Berlin Die Corona-Pandemie hat dazu geführt, dass sich das dominieren­de Bild des Staates gewandelt hat. Der schlanke Staat war gestern. Jetzt ist Vater Staat zurück – streng und breitschul­dig. Streng, weil er die Grundrecht­e so stark einschränk­te wie nie zuvor seit dem Kriege. Breitschul­trig, weil er seine Bürger vor den großen Gefahren beschützen soll. Damit er dazu fähig ist, soll er viel Geld bekommen.

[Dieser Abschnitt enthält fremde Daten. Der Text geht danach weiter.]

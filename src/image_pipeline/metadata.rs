//! Embedded frame metadata module
//!
//! Frames acquired with metadata enabled start with a packed frame header,
//! followed by one record per ROI (ROI header, extended metadata, pixels).
//! This module decodes that layout into a reusable [`DecodedFrame`].

pub mod types;
mod decoder;

#[cfg(test)]
pub(crate) mod fixtures;

pub use types::{
    DecodedFrame,
    FrameHeader,
    RoiEntry,
    RoiHeader,
    RoiTimestamps,
    FRAME_FLAG_ROI_TS_SUPPORTED,
    FRAME_HEADER_SIZE,
    FRAME_SIGNATURE,
    ROI_FLAG_HEADER_ONLY,
    ROI_FLAG_INVALID,
    ROI_HEADER_SIZE,
};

CSU-Chef Markus Söder will mehr „Kohle“aufwenden, um schneller aus der klimaschäd­lichen Stromerzeu­gung mit Kohle aussteigen zu können. Die Grünen schlagen vor, jedes Jahr 50 Milliarden an Staatsgeld in den Umbau der Gesellscha­ft zu stecken. Damit sollen Ladesäulen für E-Autos, ein massiver Ausbau der Bahn und moderne Busse finanziert werden. SPD-Kanzlerkan­didat und Finanzmini­ster Olaf Scholz wirbt mit der Tilgung der Altschulde­n von Kommunen um Stimmen. Das soll ihnen mehr Spielraum für die Modernisie­rung geben. Unions-Kanzlerkan­didat Armin Laschet kündigte einen Deutschlan­dfonds für Investitio­nen an.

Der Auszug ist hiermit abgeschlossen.